Im offenen Jugendwerkhof Crimmitschau arbeiteten Jugendliche im Schichtsystem für den VEB Volltuchwerke Crimmitschau.
Foto: Christiane Eisler 1982/1983

Die Geschichte – Teil 1

Was ist Zwangsarbeit?

Im Jahr 1930 beschloss die Internationale Arbeitsorganisation (ILO), eine Unterorganisation des Völkerbundes (heute UNO), „Zwangs- und Pflichtarbeit in allen ihren Formen möglichst bald zu beseitigen“. Sie nutzte dabei folgende Definition:

„Als ‚Zwangs- oder Pflichtarbeit‘ im Sinne dieses Übereinkommens gilt jede Art von Arbeit oder Dienstleistung, die von einer Person unter Androhung irgendeiner Strafe verlangt wird und für die sie sich nicht freiwillig zur Verfügung gestellt hat.“
Aus praktischen Gründen wurde diese Definition eingeschränkt.
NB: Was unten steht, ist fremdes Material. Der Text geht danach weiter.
// Tue Jan 13 2026 - Alex

use crate::pattern::fragment::CodeFragment;
use crate::pattern::PatternError;

/// A find criterion is a single fragment tested against raw module source.
pub type FindCriterion = CodeFragment;

pub trait TextMatcher {
    fn matches(&self, text: &str) -> bool;
    fn describe(&self) -> String;
}

#[derive(Debug, Clone, PartialEq, Eq)]
pub struct Rewrite {
    pub output: String,
    /// How many places the rule's pattern matched, whether or not every
    /// one of them was substituted.
    pub occurrences: usize,
}

impl Rewrite {
    pub fn unchanged(text: &str) -> Self {
        Self {
            output: text.to_string(),
            occurrences: 0,
        }
    }

    pub fn changed(&self, input: &str) -> bool {
        self.output != input
    }
}

pub trait TextRewriter {
    fn apply(&self, text: &str) -> Result<Rewrite, PatternError>;
    fn describe(&self) -> String;
}

impl TextMatcher for CodeFragment {
    fn matches(&self, text: &str) -> bool {
        CodeFragment::matches(self, text)
    }

    fn describe(&self) -> String {
        self.to_string()
    }
}

impl<T: TextMatcher + ?Sized> TextMatcher for Box<T> {
    fn matches(&self, text: &str) -> bool {
        (**self).matches(text)
    }

    fn describe(&self) -> String {
        (**self).describe()
    }
}
// Tue Jan 13 2026 - Alex

//! Values a search will produce once the module it describes shows up.

use crate::lazy::LazyError;
use crate::registry::ExportValue;
use std::cell::RefCell;
use std::fmt;
use std::rc::Rc;

/// How access to a still-pending value behaves.
#[derive(Debug, Clone, Copy, PartialEq, Eq, Default)]
pub enum Strictness {
    /// Access fails with a descriptive error.
    #[default]
    Strict,
    /// Access does nothing and yields no value.
    Lenient,
}

type Waiter<T> = Box<dyn FnOnce(&T)>;

enum State<T> {
    Pending(Vec<Waiter<T>>),
    Resolved(T),
    Failed(String),
}

struct Inner<T> {
    state: State<T>,
    description: String,
    strictness: Strictness,
}

/// A single-threaded placeholder that becomes a value at most once.
pub struct Deferred<T> {
    inner: Rc<RefCell<Inner<T>>>,
}

impl<T> Clone for Deferred<T> {
    fn clone(&self) -> Self {
        Self {
            inner: Rc::clone(&self.inner),
        }
    }
}

impl<T: Clone + 'static> Deferred<T> {
    pub fn pending(description: impl Into<String>, strictness: Strictness) -> Self {
        Self {
            inner: Rc::new(RefCell::new(Inner {
                state: State::Pending(Vec::new()),
                description: description.into(),
                strictness,
            })),
        }
    }

    pub fn resolved(description: impl Into<String>, value: T) -> Self {
        let deferred = Self::pending(description, Strictness::Strict);
        deferred.resolve(value);
        deferred
    }

    pub fn description(&self) -> String {
        self.inner.borrow().description.clone()
    }

    pub fn strictness(&self) -> Strictness {
        self.inner.borrow().strictness
    }

    pub fn is_resolved(&self) -> bool {
        matches!(self.inner.borrow().state, State::Resolved(_))
    }

    pub fn is_failed(&self) -> bool {
        matches!(self.inner.borrow().state, State::Failed(_))
    }

    pub fn try_get(&self) -> Option<T> {
        match &self.inner.borrow().state {
            State::Resolved(value) => Some(value.clone()),
            _ => None,
        }
    }

    pub fn get(&self) -> Result<T, LazyError> {
        let inner = self.inner.borrow();
        match &inner.state {
            State::Resolved(value) => Ok(value.clone()),
            State::Pending(_) => Err(LazyError::NotYetAvailable {
                query: inner.description.clone(),
            }),
            State::Failed(reason) => Err(LazyError::Failed {
                query: inner.description.clone(),
                reason: reason.clone(),
            }),
        }
    }

    /// Runs `f` on the value. While pending, a strict placeholder errors and
    /// a lenient one returns `Ok(None)`.
    pub fn with<R>(&self, f: impl FnOnce(&T) -> R) -> Result<Option<R>, LazyError> {
        if let Some(value) = self.try_get() {
            return Ok(Some(f(&value)));
        }
        if self.strictness() == Strictness::Lenient {
            return Ok(None);
        }
        self.get().map(|_| None)
    }

    /// Calls `f` once the value exists; immediately if it already does.
    pub fn on_resolve(&self, f: impl FnOnce(&T) + 'static) {
        let value = {
            let mut inner = self.inner.borrow_mut();
            match &mut inner.state {
                State::Pending(waiters) => {
                    waiters.push(Box::new(f));
                    return;
                }
                State::Resolved(value) => value.clone(),
                State::Failed(_) => return,
            }
        };
        f(&value);
    }

    /// First resolution wins. Waiters run after the internal borrow is
    /// released, so they may touch this placeholder again.
    pub fn resolve(&self, value: T) -> bool {
        let waiters = {
            let mut inner = self.inner.borrow_mut();
            match std::mem::replace(&mut inner.state, State::Resolved(value.clone())) {
                State::Pending(waiters) => waiters,
                previous => {
                    inner.state = previous;
                    return false;
                }
            }
        };

        for waiter in waiters {
            waiter(&value);
        }
        true
    }

    pub fn fail(&self, reason: impl Into<String>) -> bool {
        let mut inner = self.inner.borrow_mut();
        if !matches!(inner.state, State::Pending(_)) {
            return false;
        }
        inner.state = State::Failed(reason.into());
        true
    }

    pub fn map<U: Clone + 'static>(&self, f: impl FnOnce(&T) -> U + 'static) -> Deferred<U> {
        let mapped = Deferred::pending(self.description(), self.strictness());
        let target = mapped.clone();
        self.on_resolve(move |value| {
            target.resolve(f(value));
        });
        mapped
    }
}

impl<T> fmt::Debug for Deferred<T> {
    fn fmt(&self, f: &mut fmt::Formatter<'_>) -> fmt::Result {
        let inner = self.inner.borrow();
        let state = match inner.state {
            State::Pending(_) => "pending",
            State::Resolved(_) => "resolved",
            State::Failed(_) => "failed",
        };
        f.debug_struct("Deferred")
            .field("description", &inner.description)
            .field("state", &state)
            .finish()
    }
}

/// Property forwarding for placeholders of module exports.
pub trait ExportAccess {
    fn prop(&self, key: &str) -> Result<Option<ExportValue>, LazyError>;
    fn source(&self) -> Result<Option<String>, LazyError>;
}

impl ExportAccess for Deferred<ExportValue> {
    fn prop(&self, key: &str) -> Result<Option<ExportValue>, LazyError> {
        self.with(|value| value.prop(key).cloned()).map(Option::flatten)
    }

    fn source(&self) -> Result<Option<String>, LazyError> {
        self.with(|value| value.callable_source().map(str::to_string))
            .map(Option::flatten)
    }
}

#[cfg(test)]
mod tests {
    use super::*;
    use std::cell::Cell;

    #[test]
    fn test_strict_access_before_resolution() {
        let d: Deferred<u32> = Deferred::pending("find(x)", Strictness::Strict);
        assert!(!d.is_resolved());
        let err = d.get().unwrap_err();
        assert_eq!(err.to_string(), "find(x) is not yet available");
        assert!(d.with(|v| *v).is_err());
    }

    #[test]
    fn test_lenient_access_is_noop() {
        let d: Deferred<u32> = Deferred::pending("find(x)", Strictness::Lenient);
        assert_eq!(d.with(|v| *v + 1).unwrap(), None);
        d.resolve(1);
        assert_eq!(d.with(|v| *v + 1).unwrap(), Some(2));
    }

    #[test]
    fn test_first_resolution_wins() {
        let d = Deferred::pending("x", Strictness::Strict);
        assert!(d.resolve(1));
        assert!(!d.resolve(2));
        assert!(!d.fail("late"));
        assert_eq!(d.get().unwrap(), 1);
    }

    #[test]
    fn test_waiters_run_in_order() {
        let d = Deferred::pending("x", Strictness::Strict);
        let seen = Rc::new(RefCell::new(Vec::new()));
        for tag in ["a", "b"] {
            let seen = seen.clone();
            d.on_resolve(move |v: &u32| seen.borrow_mut().push(format!("{}{}", tag, v)));
        }
        d.resolve(7);
        assert_eq!(*seen.borrow(), vec!["a7", "b7"]);

        let late = Rc::new(Cell::new(0));
        let l = late.clone();
        d.on_resolve(move |v| l.set(*v));
        assert_eq!(late.get(), 7);
    }

    #[test]
    fn test_waiter_may_reenter() {
        let d = Deferred::pending("x", Strictness::Strict);
        let again = d.clone();
        let observed = Rc::new(Cell::new(0));
        let o = observed.clone();
        d.on_resolve(move |_| o.set(again.get().unwrap()));
        d.resolve(5u32);
        assert_eq!(observed.get(), 5);
    }

    #[test]
    fn test_failed_state() {
        let d: Deferred<u32> = Deferred::pending("find(x)", Strictness::Strict);
        assert!(d.fail("no module"));
        assert!(d.is_failed());
        assert!(!d.resolve(1));
        assert!(matches!(d.get(), Err(LazyError::Failed { .. })));
    }

    #[test]
    fn test_map_follows_source() {
        let d = Deferred::pending("x", Strictness::Strict);
        let doubled = d.map(|v: &u32| v * 2);
        assert!(!doubled.is_resolved());
        d.resolve(4);
        assert_eq!(doubled.get().unwrap(), 8);
    }

    #[test]
    fn test_export_prop_forwarding() {
        let d = Deferred::pending("byProps(\"fooExport\")", Strictness::Strict);
        assert!(d.prop("fooExport").is_err());
        d.resolve(ExportValue::object(vec![("fooExport", ExportValue::function("function(){return 1}"))]));
        let prop = d.prop("fooExport").unwrap().unwrap();
        assert_eq!(prop.callable_source(), Some("function(){return 1}"));
        assert_eq!(d.prop("missing").unwrap(), None);
    }
}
Erlaubt sein sollten Arbeiten auf der Basis

  • einer Militärdienstpflicht,
  • üblicher Bürgerpflichten der Bürger mit „voller Selbstregierung“ (also nicht in Kolonien und Mandatsgebieten).
  • anerkannter Bürgerpflichten (z.B. Deichpflege an der Küste, aber keine nationalen Pflichtdienste!),
  • von Anforderungen bei Naturkatastrophen,
  • einer individuellen gerichtlichen Verurteilung (Arbeiten sind also nicht einfach Teil einer Haftzeit.

Die erlaubten Arbeiten waren mit erheblichen Einschränkungen versehen. Es musste eine individuelle Verurteilung zur Verrichtung bestimmter Arbeiten vorliegen. Die Arbeit durfte keinem wirtschaftlichen Gewinnstreben folgen. Sie hatte unter internationaler Kontrolle auf die Einhaltung bestimmter Mindestbedingungen stattzufinden.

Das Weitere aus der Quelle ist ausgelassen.